Dipotong di dekat rumah memang lebih baik, setidaknya tidak perlu membuang waktu seperti sekarang.
“Baik! Mungkin setiap dua atau tiga bulan butuh satu ekor, kira-kira setahun hanya perlu empat ekor saja!”
Dengan begitu, daging bisa tersedia hampir setiap bulan.
“Bagus, bagus!” Paman Zhao mengambil sepotong daging, menatap desa Xiahe dengan senang. Ia memang kepala desa, tapi tidak kaya. Kalau Li Sarjana setiap hari mau ikan, kenapa tidak sekalian beternak babi? Apalagi Li Sarjana suka makan daging babi, beternak babi juga tidak terlalu sulit, apalagi seekor babi harganya bisa belasan koin, kalau berhasil bisa sangat menguntungkan.
Makan hati babi dengan aroma bawang putih berpadu dengan daging yang kenyal benar-benar punya cita rasa tersendiri, sementara daging tumis balik membuat semua orang makan tanpa henti.
Daging kukus dengan sayur asin yang gurih tanpa terasa enek membuat Paman Zhao makan sampai mulutnya penuh minyak.
“Li Sarjana sungguh ahli, kalau buka warung pasti ramai pembeli!” Paman Zhao menepuk perutnya, ia sudah makan lima mangkuk nasi, lalu sendawa kekenyangan.
Makan kali ini benar-benar seperti perayaan tahun baru.
Li Hang sendiri menikmati makan sayur liar, ini baru makanan alami, apalagi kalau ditumis dengan minyak babi, rasanya sangat enak.
Semua makanan di meja habis tak bersisa, beberapa orang bahkan masih menatap sisa minyak babi di pinggir dengan penuh harap.
Menumis sayur dengan minyak babi jelas jauh lebih nikmat dibanding sayur rebus tanpa rasa.
Sambil mengecap bibir, makan kali ini sungguh memuaskan.
Li Hang tersenyum pada para muridnya. “Ayo, bereskan barang-barangnya, kita pulang!”
Hua Niang menghampiri sambil menggosok-gosok tangan. “Li Sarjana, kalau setiap tiga bulan Anda butuh satu ekor, aku akan beternak babi!”
“Oke! Tapi kau harus perhitungkan, jangan sampai semua orang ikut-ikutan beternak lalu akhirnya tak laku dijual, nanti kamu yang disalahkan!” Li Hang mengingatkan, toh urusan itu tanggung jawabnya, asalkan ia bisa makan daging sudah cukup.
“Mengerti!” Hua Niang tertawa lebar, siapa berani protes padanya? Bisa kena tampar.
“Baiklah! Tiga bulan lagi kalau kau bisa dapatkan babi, bawa ke Pelabuhan Donglin. Kalau aku sudah habis lebih cepat, nanti aku kabari!” Setelah berkata begitu, Li Hang melambaikan tangan mengajak para murid mendorong gerobak pulang.

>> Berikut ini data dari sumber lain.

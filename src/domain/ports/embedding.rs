//! Embedding model port

use crate::domain::errors::RagResult;
use async_trait::async_trait;

/// Turns text into fixed-width vectors.
///
/// Implementations must return exactly one vector per input, in input order,
/// and every vector must have [`dimensions`](Self::dimensions) entries. Empty
/// strings are valid input.
#[async_trait]
pub trait EmbeddingModel: Send + Sync {
    /// Embed a single text.
    async fn embed(&self, text: &str) -> RagResult<Vec<f32>>;

    /// Embed many texts in one call.
    async fn embed_batch(&self, texts: &[String]) -> RagResult<Vec<Vec<f32>>>;

    /// Largest input, in tokens, the model consumes without truncating.
    fn max_input_tokens(&self) -> usize;

    /// Width of the produced vectors.
    fn dimensions(&self) -> usize;

    /// Identifier shown in logs and status output.
    fn name(&self) -> &str;
}
// Blank-line separated blocks of trimmed, non-empty lines
fn split_blocks(content: &str) -> Vec<Vec<&str>> {
    let mut blocks = Vec::new();
    let mut current = Vec::new();

    for line in content.lines() {
        let trimmed = line.trim();
        if trimmed.is_empty() {
            if !current.is_empty() {
                blocks.push(std::mem::take(&mut current));
            }
        } else {
            current.push(trimmed);
        }
    }
    if !current.is_empty() {
        blocks.push(current);
    }

    blocks
}

fn captured_bounds(caps: &regex::Captures, entry: usize) -> Result<(u64, u64), SubtitleError> {
    let start = captured_ms(caps, 1, entry)?;
    let end = captured_ms(caps, 5, entry)?;
    Ok((start, end))
}

fn captured_ms(caps: &regex::Captures, first: usize, entry: usize) -> Result<u64, SubtitleError> {
    let field = |i: usize| -> Result<u64, SubtitleError> {
        match caps.get(first + i) {
            Some(m) => m
                .as_str()
                .parse()
                .map_err(|_| SubtitleError::malformed(entry, format!("unparseable number: {}", m.as_str()))),
            // only the VTT hour group is optional
            None => Ok(0),
        }
    };

    timestamp_to_ms(field(0)?, field(1)?, field(2)?, field(3)?)
        .ok_or_else(|| SubtitleError::malformed(entry, "time component out of range"))
}

fn push_record(
    records: &mut Vec<TimedTextRecord>,
    entry: usize,
    start_ms: u64,
    end_ms: u64,
    text: String,
) -> Result<(), SubtitleError> {
    if end_ms < start_ms {
        return Err(SubtitleError::malformed(
            entry,
            format!("negative duration (start {} ms, end {} ms)", start_ms, end_ms),
        ));
    }

    let record = TimedTextRecord::from_millis(start_ms, end_ms, text);
    if let Some(prev) = records.last() {
        if record.start < prev.start {
            return Err(SubtitleError::malformed(
                entry,
                format!("start {} is before previous start {}", record.start, prev.start),
            ));
        }
    }

    records.push(record);
    Ok(())
}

Sementara itu, Paman Zhao yang sebelumnya makan sampai berminyak masih memandang punggung Li Hang yang pergi, tampak merenung.
“Kepala desa, masih ada orang yang bisa beternak babi di sini?” tanya Hua Niang ingin tahu.
“Kalau mau, ya beternak saja. Jarang-jarang Li Sarjana mau beli, bisa dijual dapat uang, kenapa tidak?” jawab si kakek sambil mengecap bibir. Li Sarjana orang baik, tak hanya membantu menjual ikan karena melihat dia sudah tua, juga membantu Hua Niang jual babi, harganya pun bagus. Benar-benar orang baik!
Di tengah jalan, Li Hang yang dijuluki orang baik itu tiba-tiba dihadang beberapa pemuda urakan. “Heh! Baru habis motong babi, ada jatah buat kami, nggak?”
Tiga pemuda itu hendak mengambil daging, tapi Wang Dali langsung berdiri di depan mereka dengan wajah garang. “Dari mana bocah-bocah tak tahu diri ini! Sebelum aku marah, cepat pergi!”
Sebagai jagoan di pelabuhan, sekali Wang Dali melotot, para pemuda itu langsung terdiam ketakutan.